Primero, promover la paz a través de un orden multilateral basado en reglas más justo e incluyente. Hemos condenado juntos, por una gran mayoría, la injustificada e ilegal invasión rusa de Ucrania y su terrible coste humano. Juntos hemos exigido el respeto de los principios del derecho internacional que América Latina contribuyó a crear, como el respeto a la integridad territorial y la soberanía de los estados. En un momento en el que se invaden y anexan territorios de otro estado, y se amenaza abiertamente con el uso de armas nucleares, la voz de América Latina y el Caribe como región que defiende una visión pluralista – y antimperialista – de la comunidad internacional, y que desde 1969, gracias al Tratado de Tlatelolco, proscribe las armas nucleares, debe ser escuchada. Por supuesto, paz y democracia van de la mano. Si queremos vencer la amenaza autocrática y mejorar nuestras democracias como espacio de libertad y justicia, solo podemos hacerlo juntos.

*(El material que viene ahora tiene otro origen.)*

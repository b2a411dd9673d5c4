// src/remote/mod.rs

//! Remote servers: directory of known remotes and the fetcher contract
//!
//! The [`RemoteRegistry`] answers "which remote should this package come
//! from": by explicit name, by a remembered package association, or by a
//! remembered recipe association. The [`RemoteFetcher`] performs the
//! actual lookups and reports "not found" and "no remote available" as
//! ordinary outcomes rather than errors.

mod http;

pub use http::HttpFetcher;

use crate::error::{Error, Result};
use crate::manifest::{Manifest, PackageInfo};
use crate::reference::{PackageIdentity, RecipeRef, ResolvedPackageRef};
use serde::{Deserialize, Serialize};
use std::collections::HashMap;

/// A configured remote server
#[derive(Debug, Clone, PartialEq, Eq, Serialize, Deserialize)]
pub struct Remote {
    pub name: String,
    pub url: String,
    #[serde(default = "default_true")]
    pub verify_ssl: bool,
}

fn default_true() -> bool {
    true
}

impl Remote {
    pub fn new(name: impl Into<String>, url: impl Into<String>) -> Self {
        Self {
            name: name.into(),
            url: url.into(),
            verify_ssl: true,
        }
    }
}

/// Result of asking one remote about one package
#[derive(Debug, Clone, PartialEq, Eq)]
pub enum FetchOutcome<T> {
    Found(T),
    /// The remote answered but does not have the package
    NotFound,
    /// No remote could be reached or none is configured
    RemoteUnavailable,
}

/// Remote package lookups
///
/// Both calls may refine the returned reference with a package revision.
/// `Err` is reserved for faults that must abort resolution.
pub trait RemoteFetcher {
    fn get_package_manifest(
        &self,
        pref: &ResolvedPackageRef,
        remote: &Remote,
    ) -> Result<FetchOutcome<(Manifest, ResolvedPackageRef)>>;

    fn get_package_info(
        &self,
        pref: &ResolvedPackageRef,
        remote: &Remote,
    ) -> Result<FetchOutcome<(PackageInfo, ResolvedPackageRef)>>;
}

/// Ordered remotes plus remembered recipe/package associations
#[derive(Debug, Clone, Default)]
pub struct RemoteRegistry {
    remotes: Vec<Remote>,
    /// Recipe (without revision) -> remote name
    recipes: HashMap<RecipeRef, String>,
    /// Package identity (recipe without revision) -> remote name
    packages: HashMap<PackageIdentity, String>,
}

impl RemoteRegistry {
    pub fn new() -> Self {
        Self::default()
    }

    /// Build a registry from an ordered list of remotes
    pub fn with_remotes(remotes: Vec<Remote>) -> Result<Self> {
        let mut registry = Self::new();
        for remote in remotes {
            registry.add(remote)?;
        }
        Ok(registry)
    }

    /// Append a remote; names must be unique
    pub fn add(&mut self, remote: Remote) -> Result<()> {
        if self.get(&remote.name).is_some() {
            return Err(Error::ConfigError(format!(
                "Remote '{}' is defined more than once",
                remote.name
            )));
        }
        self.remotes.push(remote);
        Ok(())
    }

    /// Remotes in configured order
    pub fn list(&self) -> &[Remote] {
        &self.remotes
    }

    pub fn is_empty(&self) -> bool {
        self.remotes.is_empty()
    }

    pub fn get(&self, name: &str) -> Option<&Remote> {
        self.remotes.iter().find(|r| r.name == name)
    }

    /// Remember that a recipe was obtained from `remote_name`
    pub fn set_recipe_remote(&mut self, recipe: &RecipeRef, remote_name: &str) -> Result<()> {
        self.ensure_known(remote_name)?;
        self.recipes
            .insert(recipe.without_revision(), remote_name.to_string());
        Ok(())
    }

    /// Remember that a package binary was obtained from `remote_name`
    pub fn set_package_remote(&mut self, id: &PackageIdentity, remote_name: &str) -> Result<()> {
        self.ensure_known(remote_name)?;
        self.packages
            .insert(package_key(id), remote_name.to_string());
        Ok(())
    }

    /// Remote remembered for this recipe
    pub fn for_recipe(&self, recipe: &RecipeRef) -> Option<&Remote> {
        self.recipes
            .get(&recipe.without_revision())
            .and_then(|name| self.get(name))
    }

    /// Remote remembered for this exact package
    pub fn for_package(&self, id: &PackageIdentity) -> Option<&Remote> {
        self.packages
            .get(&package_key(id))
            .and_then(|name| self.get(name))
    }

    /// Package association first, then the recipe association
    pub fn for_package_or_recipe(&self, id: &PackageIdentity) -> Option<&Remote> {
        self.for_package(id).or_else(|| self.for_recipe(&id.recipe))
    }

    fn ensure_known(&self, remote_name: &str) -> Result<()> {
        if self.get(remote_name).is_none() {
            return Err(Error::ConfigError(format!(
                "Unknown remote '{}'",
                remote_name
            )));
        }
        Ok(())
    }
}

fn package_key(id: &PackageIdentity) -> PackageIdentity {
    PackageIdentity::new(id.recipe.without_revision(), id.package_id.clone())
}
// src/hash.rs

//! Hashing helpers for package identities and manifests
//!
//! - **SHA-256**: configuration fingerprints (package ids) and file digests
//!   recorded in package manifests
//! - **XXH128**: short, non-cryptographic names for store paths and lock files

use sha2::{Digest, Sha256};
use std::fmt;
use std::io::{self, Read};
use xxhash_rust::xxh3::xxh3_128;

/// Hash algorithm selection
#[derive(Debug, Clone, Copy, PartialEq, Eq, Hash, Default)]
pub enum HashAlgorithm {
    #[default]
    Sha256,
    Xxh128,
}

impl HashAlgorithm {
    /// Get the algorithm name as a string
    #[inline]
    pub const fn name(&self) -> &'static str {
        match self {
            Self::Sha256 => "sha256",
            Self::Xxh128 => "xxh128",
        }
    }
}

impl fmt::Display for HashAlgorithm {
    fn fmt(&self, f: &mut fmt::Formatter<'_>) -> fmt::Result {
        write!(f, "{}", self.name())
    }
}

/// A hex digest together with the algorithm that produced it
#[derive(Debug, Clone, PartialEq, Eq, Hash)]
pub struct HashValue {
    pub algorithm: HashAlgorithm,
    pub value: String,
}

impl HashValue {
    #[inline]
    pub fn as_str(&self) -> &str {
        &self.value
    }
}

impl fmt::Display for HashValue {
    fn fmt(&self, f: &mut fmt::Formatter<'_>) -> fmt::Result {
        write!(f, "{}", self.value)
    }
}

/// Compute hash of a byte slice
pub fn hash_bytes(algorithm: HashAlgorithm, data: &[u8]) -> HashValue {
    let value = match algorithm {
        HashAlgorithm::Sha256 => {
            let mut hasher = Sha256::new();
            hasher.update(data);
            format!("{:x}", hasher.finalize())
        }
        HashAlgorithm::Xxh128 => format!("{:032x}", xxh3_128(data)),
    };
    HashValue { algorithm, value }
}

/// Compute the SHA-256 digest of a stream
pub fn sha256_reader<R: Read>(reader: &mut R) -> io::Result<HashValue> {
    let mut hasher = Sha256::new();
    let mut buffer = [0u8; 8192];

    loop {
        let n = reader.read(&mut buffer)?;
        if n == 0 {
            break;
        }
        hasher.update(&buffer[..n]);
    }

    Ok(HashValue {
        algorithm: HashAlgorithm::Sha256,
        value: format!("{:x}", hasher.finalize()),
    })
}
// src/graph/closure.rs

//! Private-edge reachability

use super::{DepsGraph, NodeId};
use std::collections::{BTreeSet, VecDeque};

/// Every node reachable from `start` following only private edges
///
/// `start` itself is not part of the result unless a private cycle leads
/// back to it.
pub fn private_closure(graph: &DepsGraph, start: NodeId) -> BTreeSet<NodeId> {
    let mut reached = BTreeSet::new();
    let mut queue: VecDeque<NodeId> = graph.private_neighbors(start).into();

    while let Some(id) = queue.pop_front() {
        if !reached.insert(id) {
            continue;
        }
        for next in graph.private_neighbors(id) {
            if !reached.contains(&next) {
                queue.push_back(next);
            }
        }
    }

    reached
}
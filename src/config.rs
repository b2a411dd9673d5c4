// src/config.rs
//! Configuration file parsing for the resolver
//!
//! Supports TOML configuration files with the following sections:
//! - [cache] - Local cache root and revision tracking
//! - [[remotes]] - Remote servers, in lookup order
//! - [registry.recipes] / [registry.packages] - Remembered remote associations
//! - [workspace] - Recipes provided by local source trees

use crate::reference::{PackageIdentity, RecipeRef};
use crate::remote::{Remote, RemoteRegistry};
use crate::store::LocalCache;
use crate::workspace::Workspace;
use anyhow::{Context, Result};
use serde::Deserialize;
use std::collections::{BTreeMap, HashSet};
use std::path::{Path, PathBuf};

/// TOML configuration file structure
#[derive(Debug, Default, Deserialize)]
pub struct ResolverConfig {
    #[serde(default)]
    pub cache: CacheSection,

    /// Remote servers in lookup order
    #[serde(default)]
    pub remotes: Vec<Remote>,

    #[serde(default)]
    pub registry: RegistrySection,

    /// Recipe reference to local source folder
    #[serde(default)]
    pub workspace: BTreeMap<String, PathBuf>,
}

/// Local cache section
#[derive(Debug, Deserialize)]
pub struct CacheSection {
    #[serde(default = "default_root")]
    pub root: PathBuf,

    /// Track recipe and package revisions
    #[serde(default)]
    pub revisions_enabled: bool,
}

impl Default for CacheSection {
    fn default() -> Self {
        Self {
            root: default_root(),
            revisions_enabled: false,
        }
    }
}

fn default_root() -> PathBuf {
    dirs::home_dir()
        .unwrap_or_else(|| PathBuf::from("."))
        .join(".binresolve")
        .join("data")
}

/// Remembered remote associations
#[derive(Debug, Default, Deserialize)]
pub struct RegistrySection {
    /// Recipe reference to remote name
    #[serde(default)]
    pub recipes: BTreeMap<String, String>,

    /// Package reference (`recipe:package_id`) to remote name
    #[serde(default)]
    pub packages: BTreeMap<String, String>,
}

impl ResolverConfig {
    /// Load configuration from a TOML file
    pub fn load(path: &Path) -> Result<Self> {
        let content = std::fs::read_to_string(path)
            .with_context(|| format!("Failed to read config file: {}", path.display()))?;

        let config = Self::parse(&content)
            .with_context(|| format!("Failed to parse config file: {}", path.display()))?;
        Ok(config)
    }

    pub fn parse(content: &str) -> Result<Self> {
        let config: ResolverConfig = toml::from_str(content)?;
        config.validate()?;
        Ok(config)
    }

    pub fn validate(&self) -> Result<()> {
        let mut names = HashSet::new();
        for remote in &self.remotes {
            if remote.name.is_empty() {
                anyhow::bail!("remotes: remote name must not be empty");
            }
            if remote.url.trim().is_empty() {
                anyhow::bail!("remotes.{}: url must not be empty", remote.name);
            }
            if !names.insert(remote.name.as_str()) {
                anyhow::bail!("remotes: duplicate remote '{}'", remote.name);
            }
        }

        let associations = self.registry.recipes.iter().chain(&self.registry.packages);
        for (reference, remote) in associations {
            if !names.contains(remote.as_str()) {
                anyhow::bail!(
                    "registry: '{}' refers to unknown remote '{}'",
                    reference,
                    remote
                );
            }
        }

        Ok(())
    }

    /// Open the local cache described by `[cache]`
    pub fn open_cache(&self) -> Result<LocalCache> {
        LocalCache::new(&self.cache.root, self.cache.revisions_enabled)
            .with_context(|| format!("Failed to open cache at {}", self.cache.root.display()))
    }

    /// Build the remote directory from `[[remotes]]` and `[registry]`
    pub fn remote_registry(&self) -> Result<RemoteRegistry> {
        let mut registry = RemoteRegistry::with_remotes(self.remotes.clone())?;

        for (reference, remote) in &self.registry.recipes {
            let recipe: RecipeRef = reference
                .parse()
                .with_context(|| format!("registry.recipes: invalid reference '{}'", reference))?;
            registry.set_recipe_remote(&recipe, remote)?;
        }
        for (reference, remote) in &self.registry.packages {
            let id: PackageIdentity = reference
                .parse()
                .with_context(|| format!("registry.packages: invalid reference '{}'", reference))?;
            registry.set_package_remote(&id, remote)?;
        }

        Ok(registry)
    }

    pub fn workspace(&self) -> Result<Workspace> {
        let mut workspace = Workspace::new();
        for (reference, path) in &self.workspace {
            let recipe: RecipeRef = reference
                .parse()
                .with_context(|| format!("workspace: invalid reference '{}'", reference))?;
            workspace.add(&recipe, path);
        }
        Ok(workspace)
    }
}
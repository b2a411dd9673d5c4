// src/reference.rs

//! Recipe and package references
//!
//! Textual forms:
//!
//! ```text
//! recipe:   zlib/1.2.13[@user/channel][#recipe_revision]
//! package:  <recipe>:<package_id>
//! resolved: <package>[#package_revision]
//! ```

use crate::error::{Error, Result};
use serde::{Deserialize, Deserializer, Serialize, Serializer};
use std::fmt;
use std::str::FromStr;

/// Reference to a recipe, optionally pinned to a recipe revision
#[derive(Debug, Clone, PartialEq, Eq, Hash, PartialOrd, Ord)]
pub struct RecipeRef {
    pub name: String,
    pub version: String,
    pub user: Option<String>,
    pub channel: Option<String>,
    pub revision: Option<String>,
}

impl RecipeRef {
    pub fn new(name: impl Into<String>, version: impl Into<String>) -> Self {
        Self {
            name: name.into(),
            version: version.into(),
            user: None,
            channel: None,
            revision: None,
        }
    }

    pub fn with_revision(mut self, revision: impl Into<String>) -> Self {
        self.revision = Some(revision.into());
        self
    }

    /// The same reference with the revision stripped
    pub fn without_revision(&self) -> Self {
        Self {
            revision: None,
            ..self.clone()
        }
    }

    /// `name/version[@user/channel]` without the revision
    pub fn base(&self) -> String {
        match (&self.user, &self.channel) {
            (Some(user), Some(channel)) => {
                format!("{}/{}@{}/{}", self.name, self.version, user, channel)
            }
            _ => format!("{}/{}", self.name, self.version),
        }
    }
}

impl fmt::Display for RecipeRef {
    fn fmt(&self, f: &mut fmt::Formatter<'_>) -> fmt::Result {
        write!(f, "{}", self.base())?;
        if let Some(rev) = &self.revision {
            write!(f, "#{}", rev)?;
        }
        Ok(())
    }
}

fn valid_component(s: &str) -> bool {
    !s.is_empty()
        && s
            .chars()
            .all(|c| c.is_ascii_alphanumeric() || matches!(c, '_' | '-' | '.' | '+'))
}

impl FromStr for RecipeRef {
    type Err = Error;

    fn from_str(s: &str) -> Result<Self> {
        let invalid = || Error::InvalidReference(s.to_string());

        let (body, revision) = match s.split_once('#') {
            Some((body, rev)) if valid_component(rev) => (body, Some(rev.to_string())),
            Some(_) => return Err(invalid()),
            None => (s, None),
        };

        let (name_version, user_channel) = match body.split_once('@') {
            Some((nv, uc)) => (nv, Some(uc)),
            None => (body, None),
        };

        let (name, version) = name_version.split_once('/').ok_or_else(invalid)?;
        if !valid_component(name) || !valid_component(version) {
            return Err(invalid());
        }

        let (user, channel) = match user_channel {
            Some(uc) => {
                let (user, channel) = uc.split_once('/').ok_or_else(invalid)?;
                if !valid_component(user) || !valid_component(channel) {
                    return Err(invalid());
                }
                (Some(user.to_string()), Some(channel.to_string()))
            }
            None => (None, None),
        };

        Ok(Self {
            name: name.to_string(),
            version: version.to_string(),
            user,
            channel,
            revision,
        })
    }
}

/// A recipe reference plus its configuration fingerprint
///
/// Two identities are equal exactly when their binaries are interchangeable.
#[derive(Debug, Clone, PartialEq, Eq, Hash, PartialOrd, Ord)]
pub struct PackageIdentity {
    pub recipe: RecipeRef,
    pub package_id: String,
}

impl PackageIdentity {
    pub fn new(recipe: RecipeRef, package_id: impl Into<String>) -> Self {
        Self {
            recipe,
            package_id: package_id.into(),
        }
    }
}

impl fmt::Display for PackageIdentity {
    fn fmt(&self, f: &mut fmt::Formatter<'_>) -> fmt::Result {
        write!(f, "{}:{}", self.recipe, self.package_id)
    }
}

impl FromStr for PackageIdentity {
    type Err = Error;

    fn from_str(s: &str) -> Result<Self> {
        let (recipe, package_id) = s
            .rsplit_once(':')
            .ok_or_else(|| Error::InvalidReference(s.to_string()))?;
        if !valid_component(package_id) {
            return Err(Error::InvalidReference(s.to_string()));
        }
        Ok(Self::new(recipe.parse()?, package_id))
    }
}

/// A package identity with the package revision known so far
///
/// The revision is attached when a remote reports one while resolving.
#[derive(Debug, Clone, PartialEq, Eq, Hash)]
pub struct ResolvedPackageRef {
    pub identity: PackageIdentity,
    pub revision: Option<String>,
}

impl ResolvedPackageRef {
    pub fn new(identity: PackageIdentity) -> Self {
        Self {
            identity,
            revision: None,
        }
    }

    pub fn with_revision(mut self, revision: impl Into<String>) -> Self {
        self.revision = Some(revision.into());
        self
    }
}

impl fmt::Display for ResolvedPackageRef {
    fn fmt(&self, f: &mut fmt::Formatter<'_>) -> fmt::Result {
        write!(f, "{}", self.identity)?;
        if let Some(rev) = &self.revision {
            write!(f, "#{}", rev)?;
        }
        Ok(())
    }
}

impl FromStr for ResolvedPackageRef {
    type Err = Error;

    fn from_str(s: &str) -> Result<Self> {
        // The package revision follows the package id, after the last ':'
        let (head, tail) = s
            .rsplit_once(':')
            .ok_or_else(|| Error::InvalidReference(s.to_string()))?;
        let (package_id, revision) = match tail.split_once('#') {
            Some((id, rev)) => (id, Some(rev)),
            None => (tail, None),
        };
        let identity: PackageIdentity = format!("{}:{}", head, package_id).parse()?;
        match revision {
            Some(rev) if valid_component(rev) => Ok(Self::new(identity).with_revision(rev)),
            Some(_) => Err(Error::InvalidReference(s.to_string())),
            None => Ok(Self::new(identity)),
        }
    }
}

macro_rules! string_serde {
    ($ty:ty) => {
        impl Serialize for $ty {
            fn serialize<S: Serializer>(&self, serializer: S) -> std::result::Result<S::Ok, S::Error> {
                serializer.collect_str(self)
            }
        }

        impl<'de> Deserialize<'de> for $ty {
            fn deserialize<D: Deserializer<'de>>(deserializer: D) -> std::result::Result<Self, D::Error> {
                let s = String::deserialize(deserializer)?;
                s.parse().map_err(serde::de::Error::custom)
            }
        }
    };
}

string_serde!(RecipeRef);
string_serde!(PackageIdentity);
string_serde!(ResolvedPackageRef);
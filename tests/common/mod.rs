// tests/common/mod.rs

//! Shared test utilities and helpers for integration tests.

#![allow(dead_code)]

use binresolve::manifest::{Manifest, PackageInfo, RecipeMetadata};
use binresolve::{
    ArtifactStore, Error, FetchOutcome, LocalCache, PackageIdentity, PackageLock, Recipe,
    RecipeRef, Remote, RemoteFetcher, ResolvedPackageRef, Result,
};
use chrono::{DateTime, TimeZone, Utc};
use std::cell::{Cell, RefCell};
use std::collections::{BTreeMap, HashMap, HashSet};
use std::path::{Path, PathBuf};
use tempfile::TempDir;

/// One lookup made against a [`MockFetcher`]
#[derive(Debug, Clone, PartialEq, Eq)]
pub struct FetchCall {
    pub kind: &'static str,
    pub remote: String,
    pub package: String,
}

/// Remote fetcher answering from in-memory tables and recording every call
#[derive(Default)]
pub struct MockFetcher {
    infos: HashMap<(String, PackageIdentity), (PackageInfo, ResolvedPackageRef)>,
    manifests: HashMap<(String, PackageIdentity), (Manifest, ResolvedPackageRef)>,
    unavailable: HashSet<String>,
    failing: HashSet<String>,
    calls: RefCell<Vec<FetchCall>>,
}

impl MockFetcher {
    pub fn new() -> Self {
        Self::default()
    }

    /// Serve `info` for `pref` from `remote`, answering with `pref` as the
    /// refined reference
    pub fn with_info(mut self, remote: &str, pref: ResolvedPackageRef, info: PackageInfo) -> Self {
        self.infos
            .insert((remote.to_string(), pref.identity.clone()), (info, pref));
        self
    }

    pub fn with_manifest(
        mut self,
        remote: &str,
        pref: ResolvedPackageRef,
        manifest: Manifest,
    ) -> Self {
        self.manifests
            .insert((remote.to_string(), pref.identity.clone()), (manifest, pref));
        self
    }

    /// Every lookup on `remote` reports the remote as unavailable
    pub fn unavailable(mut self, remote: &str) -> Self {
        self.unavailable.insert(remote.to_string());
        self
    }

    /// Every lookup on `remote` fails fatally
    pub fn failing(mut self, remote: &str) -> Self {
        self.failing.insert(remote.to_string());
        self
    }

    pub fn calls(&self) -> Vec<FetchCall> {
        self.calls.borrow().clone()
    }

    pub fn call_count(&self) -> usize {
        self.calls.borrow().len()
    }

    fn lookup<T: Clone>(
        &self,
        kind: &'static str,
        table: &HashMap<(String, PackageIdentity), T>,
        pref: &ResolvedPackageRef,
        remote: &Remote,
    ) -> Result<FetchOutcome<T>> {
        self.calls.borrow_mut().push(FetchCall {
            kind,
            remote: remote.name.clone(),
            package: pref.to_string(),
        });

        if self.failing.contains(&remote.name) {
            return Err(Error::DownloadError(format!("{} rejected the request", remote.name)));
        }
        if self.unavailable.contains(&remote.name) {
            return Ok(FetchOutcome::RemoteUnavailable);
        }
        match table.get(&(remote.name.clone(), pref.identity.clone())) {
            Some(found) => Ok(FetchOutcome::Found(found.clone())),
            None => Ok(FetchOutcome::NotFound),
        }
    }
}

impl RemoteFetcher for MockFetcher {
    fn get_package_manifest(
        &self,
        pref: &ResolvedPackageRef,
        remote: &Remote,
    ) -> Result<FetchOutcome<(Manifest, ResolvedPackageRef)>> {
        self.lookup("manifest", &self.manifests, pref, remote)
    }

    fn get_package_info(
        &self,
        pref: &ResolvedPackageRef,
        remote: &Remote,
    ) -> Result<FetchOutcome<(PackageInfo, ResolvedPackageRef)>> {
        self.lookup("info", &self.infos, pref, remote)
    }
}

/// Local cache wrapper counting the operations the resolver performs
pub struct CountingStore {
    pub cache: LocalCache,
    locks: Cell<usize>,
    metadata_loads: Cell<usize>,
    existence_checks: Cell<usize>,
    removed: RefCell<Vec<PathBuf>>,
}

impl CountingStore {
    pub fn new(cache: LocalCache) -> Self {
        Self {
            cache,
            locks: Cell::new(0),
            metadata_loads: Cell::new(0),
            existence_checks: Cell::new(0),
            removed: RefCell::new(Vec::new()),
        }
    }

    pub fn locks(&self) -> usize {
        self.locks.get()
    }

    pub fn metadata_loads(&self) -> usize {
        self.metadata_loads.get()
    }

    pub fn existence_checks(&self) -> usize {
        self.existence_checks.get()
    }

    pub fn removed(&self) -> Vec<PathBuf> {
        self.removed.borrow().clone()
    }
}

impl ArtifactStore for CountingStore {
    fn package_folder(&self, id: &PackageIdentity, short_paths: bool) -> PathBuf {
        self.cache.package_folder(id, short_paths)
    }

    fn package_lock(&self, id: &PackageIdentity) -> Result<PackageLock> {
        self.locks.set(self.locks.get() + 1);
        self.cache.package_lock(id)
    }

    fn package_exists(&self, folder: &Path) -> bool {
        self.existence_checks.set(self.existence_checks.get() + 1);
        self.cache.package_exists(folder)
    }

    fn is_dirty(&self, folder: &Path) -> bool {
        self.cache.is_dirty(folder)
    }

    fn remove_folder(&self, folder: &Path) -> Result<()> {
        self.removed.borrow_mut().push(folder.to_path_buf());
        self.cache.remove_folder(folder)
    }

    fn revisions_enabled(&self) -> bool {
        self.cache.revisions_enabled()
    }

    fn load_metadata(&self, recipe: &RecipeRef) -> Result<RecipeMetadata> {
        self.metadata_loads.set(self.metadata_loads.get() + 1);
        self.cache.load_metadata(recipe)
    }

    fn load_manifest(&self, folder: &Path) -> Result<Manifest> {
        self.cache.load_manifest(folder)
    }

    fn load_package_info(&self, folder: &Path) -> Result<PackageInfo> {
        self.cache.load_package_info(folder)
    }

    fn recipe_summary_hash(&self, recipe: &RecipeRef) -> Result<String> {
        self.cache.recipe_summary_hash(recipe)
    }
}

/// Create a counting store over a fresh on-disk cache.
///
/// Returns (TempDir, store) - keep the TempDir alive to prevent cleanup.
pub fn setup_store(revisions_enabled: bool) -> (TempDir, CountingStore) {
    let temp_dir = tempfile::tempdir().unwrap();
    let cache = LocalCache::new(temp_dir.path().join("data"), revisions_enabled).unwrap();
    (temp_dir, CountingStore::new(cache))
}

/// Fixed point in time, `minutes` after a reference instant
pub fn at(minutes: i64) -> DateTime<Utc> {
    Utc.with_ymd_and_hms(2024, 3, 1, 12, 0, 0).unwrap() + chrono::Duration::minutes(minutes)
}

pub fn recipe(name: &str, version: &str) -> Recipe {
    Recipe::new(RecipeRef::new(name, version)).with_setting("os", "Linux")
}

/// Install a binary for `recipe` in the cache, built from `recipe_hash`
pub fn install(store: &CountingStore, recipe: &Recipe, recipe_hash: &str, time: DateTime<Utc>) -> PathBuf {
    store
        .cache
        .store_package(
            &recipe.identity(),
            recipe.short_paths,
            &[("lib/lib.a", &b"binary"[..])],
            &PackageInfo::with_recipe_hash(recipe_hash),
            time,
        )
        .unwrap()
}

/// Export `recipe` to the cache; returns its summary hash
pub fn export(store: &CountingStore, recipe: &RecipeRef, content: &str) -> String {
    let manifest = Manifest::new(
        at(0),
        BTreeMap::from([("recipe.toml".to_string(), content.to_string())]),
    );
    store.cache.store_recipe_manifest(recipe, &manifest).unwrap();
    manifest.summary_hash()
}

/// Reference a remote would answer with for `recipe`
pub fn remote_pref(recipe: &Recipe, revision: &str) -> ResolvedPackageRef {
    ResolvedPackageRef::new(recipe.identity()).with_revision(revision)
}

Segundo, necesitamos una agenda común para hacer frente a los tres grandes desafíos del siglo XXI: el cambio climático, la revolución digital y la cohesión social. El mundo que viene será más dividido, fragmentado y multipolar, con un paso atrás en la globalización económica. Urge trabajar juntos en este nuevo escenario geopolítico para hacer frente a los problemas globales de alimentos, energía y deuda, agudizados por la guerra. Podemos y debemos hacerlo porque tenemos intereses concurrentes. Como respuesta a la pandemia y las consecuencias de la guerra, en las dos orillas del Atlántico queremos reforzar nuestra(s) autonomía(s), evitando dependencias forzosas y aumentando nuestra resiliencia económica. Pero autonomía no significa aislamiento. Autonomía requiere cooperación y socios confiables para alcanzar acuerdos, compartir experiencias y tecnología, regular nuevos mercados, innovar e investigar, conectar infraestructuras seguras como el gran cable digital transatlántico Bella o la red de satélites Copernicus, y diversificar cadenas globales de valor más resilientes y comprometidas con estándares sociales y medioambientales avanzados.
América Latina y el Caribe es una potencia mundial en biodiversidad, energías renovables, producción agrícola y materias primas estratégicas que quiere aprovechar las nuevas transiciones para industrializar sectores clave y agregar valor a su capacidad productiva. Quiere crecer, pero con mayor igualdad y sostenibilidad. Europa tiene capacidad tecnológica y de inversión y también necesita alianzas con socios confiables para diversificar sus cadenas de suministros.
El desafío es, por tanto, modernizar y estrechar lazos, no dependencias, situando a las personas en el centro de esa triple transición ecológica y digital, pero también social. Si no reducimos desigualdades, nuestros ciudadanos darán la espalda a los cambios. A fin de cuentas, nuestras democracias, aquí y allá, como me recordó recientemente un colega ministro latinoamericano, hacen suya la máxima de Cicerón: Salus populi suprema lex. La salud y bienestar del pueblo es la ley suprema.
Tercero, en un mundo de gigantes, el tamaño importa. Juntos representamos un tercio de las Naciones Unidas. La UE ha crecido a golpe de crisis, y la guerra de Putin nos ha recordado que la escala, y por tanto la unidad, son indispensables para sobrevivir. También aprecio que cada vez son más los líderes latinoamericanos y caribeños que apelan a la necesidad de una voz regional más fuerte y unida. La integración latinoamericana es una gran promesa por cumplir que no nos corresponde a los europeos resolver, pero sí apoyar. En la construcción del orden multilateral del futuro, nuestras organizaciones regionales deben jugar un papel clave.
Retomamos el camino en Buenos Aires para revitalizar nuestra amistad y lo hacemos con memoria, confianza y planes de futuro.